8. Langkah atau rekomendasi yang dapat dilakukan oleh juan:
1) Pengoptimalisasi penjualan dengan cara :
a. Promosi penjualan ditingkatkan
b. Optimalisasi sumber daya yang tersedia terutama untuk
pemasaran produk
2) Pengurangan biaya (baik biaya operasi maupun biaya produk)
Kita tau bahwa biaya atau beban operasi maupun beban
biaya produk dari tahun ke tahun semankin meningkat, maka
perlu meminimalisasi beban maupun biaya overhead tersebut
agar pendapatan lebih optimal.
3) Melakukan inovasi
9. Masalah yang harus diatasi Juan ketika melakukan analisis secara
menyeluruh antara lain:
1) Biaya operasi yang terlalu tinggi, agar laba lebih optimal maka
perlu diadakannya minimalisasi biaya operasi
2) Biaya produksi yang tinggi membuat laba yang didapat menjadi
berkurang, maka perlu minimalisasi biaya produksi barang
tersebut
3) Meningkatnya pinjaman jangka panjang, seharusnya pinjaman
yang perlu ditingkatkan adalah pinjaman jangka pendek, dan
pinjaman jangka panjang perlu dikurangi guna menurunkan
beban bunga pinjaman.
Secara umum, keterbatasan dari analisis laporan keuangan
tersebut diantaranya:
1) Laporan keuangan dibuat antara waktu tertentu (interm report)
dan bukan merupakan laporan final
2) Analisa keuangan seringkali menggunakan rasio keuangan dari
tingkat solvabilitas , profitabilitas, pertumbuhan usaha.

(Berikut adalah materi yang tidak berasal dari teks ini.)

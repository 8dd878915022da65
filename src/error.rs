use reqwest::StatusCode;
use serde_json::Value;
use thiserror::Error;
use url::ParseError;

pub type Result<T, E = ZbError> = std::result::Result<T, E>;

#[derive(Error, Debug)]
pub enum ZbError {
    #[error("Arguments Required Error: {param}")]
    ArgumentsRequired { param: String },

    #[error("Parameter Value Error: Invalid value '{value}' for parameter '{param}'")]
    ParameterValueError { param: String, value: String },

    #[error("API Error: code={code}, message={message}")]
    ApiError { code: i64, message: String },

    #[error("HTTP Error: status={status}, body={body}")]
    HttpError { status: StatusCode, body: String },

    #[error("Invalid Sign: {0}")]
    InvalidSign(String),

    #[error("Not Supported: {0}")]
    NotSupported(String),

    #[error("Authentication Error: {0}")]
    AuthenticationError(String),

    #[error("Subscribe Error: code={code}, message={message}, channel={channel:?}")]
    SubscribeError {
        code: Value,
        message: String,
        channel: Option<String>,
        payload: Value,
    },

    #[error("Decode Error: {0}")]
    DecodeError(String),

    #[error("Callback Error: {0}")]
    CallbackError(String),

    #[error("WebSocket Error: {0}")]
    WebsocketError(String),

    #[error("Channel '{channel}': {source}")]
    ChannelError {
        channel: String,
        #[source]
        source: Box<ZbError>,
    },

    #[error("HTTP Request Error: {0}")]
    ReqwestError(#[from] reqwest::Error),

    #[error("JSON Serialization/Deserialization Error: {0}")]
    SerdeError(#[from] serde_json::Error),

    #[error("URL Parsing Error: {0}")]
    UrlParseError(#[from] ParseError),

    #[error("Invalid HTTP Header Value: {0}")]
    InvalidHeaderValue(#[from] reqwest::header::InvalidHeaderValue),

    #[error("IO Error: {0}")]
    IoError(#[from] std::io::Error),
}

impl ZbError {
    pub(crate) fn arguments_required(param: impl Into<String>) -> Self {
        ZbError::ArgumentsRequired {
            param: param.into(),
        }
    }

    /// Builds a protocol error from a server frame carrying an `errorCode` field.
    pub(crate) fn from_error_frame(payload: Value) -> Self {
        let code = payload.get("errorCode").cloned().unwrap_or(Value::Null);
        let message = payload
            .get("errorMsg")
            .or_else(|| payload.get("message"))
            .and_then(Value::as_str)
            .unwrap_or("Unknown error message")
            .to_string();
        let channel = payload
            .get("channel")
            .and_then(Value::as_str)
            .map(str::to_string);
        ZbError::SubscribeError {
            code,
            message,
            channel,
            payload,
        }
    }

    /// The stream channel this error belongs to, when the server named one.
    pub fn channel(&self) -> Option<&str> {
        match self {
            ZbError::SubscribeError { channel, .. } => channel.as_deref(),
            ZbError::ChannelError { channel, .. } => Some(channel),
            _ => None,
        }
    }
}

#[cfg(test)]
mod tests {
    use super::*;
    use serde_json::json;

    #[test]
    fn test_error_frame_extracts_code_and_channel() {
        let err = ZbError::from_error_frame(json!({
            "channel": "Fund.balance",
            "errorCode": 10004,
            "errorMsg": "invalid signature"
        }));
        assert_eq!(err.channel(), Some("Fund.balance"));
        match err {
            ZbError::SubscribeError { code, message, .. } => {
                assert_eq!(code, json!(10004));
                assert_eq!(message, "invalid signature");
            }
            other => panic!("unexpected error: {:?}", other),
        }
    }

    #[test]
    fn test_error_frame_without_channel() {
        let err = ZbError::from_error_frame(json!({"errorCode": 123, "message": "x"}));
        assert_eq!(err.channel(), None);
        assert!(err.to_string().contains("message=x"));
    }

    #[test]
    fn test_channel_error_keeps_source() {
        let err = ZbError::ChannelError {
            channel: "Trade.getOrder".to_string(),
            source: Box::new(ZbError::DecodeError("bad".to_string())),
        };
        assert_eq!(err.channel(), Some("Trade.getOrder"));
        assert!(err.to_string().contains("bad"));
    }
}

Namun
pada laporan keuangan ini ia tidak menggunakan ketiga rasio
tersebut.

D. Rekomendasi
Analisis laporan keuangan sangat berguna untuk mengevaluasi
kinerja keuangan perusahaan pada suatu periode tertentu. Hal ini
dapat menjadi acuan apakah perusahaan itu perlu dilakukan
perubahan atau tidak. Nilai pertumbuhan perusahaan harus
diasumsikan secara jelas agar mempermudah perhitungan dan
evaluasi untuk melakukan perubahan selanjutnya pada perusahaan.
Jika perusahaan mengalami kerugian, maka yang perlu diperhatikan
adalah pada beban-beban yang ada dalam laporan keuangan
perusahaan. Beban yang tinggi akan mengurangi laba bersih
perusahaan. Oleh karena itu perusahaan bisa saja mengalami
kerugian apabila beban tersebut semakin bertambah tinggi dan
pertambahan nilai penjualan tidak begitu tinggi.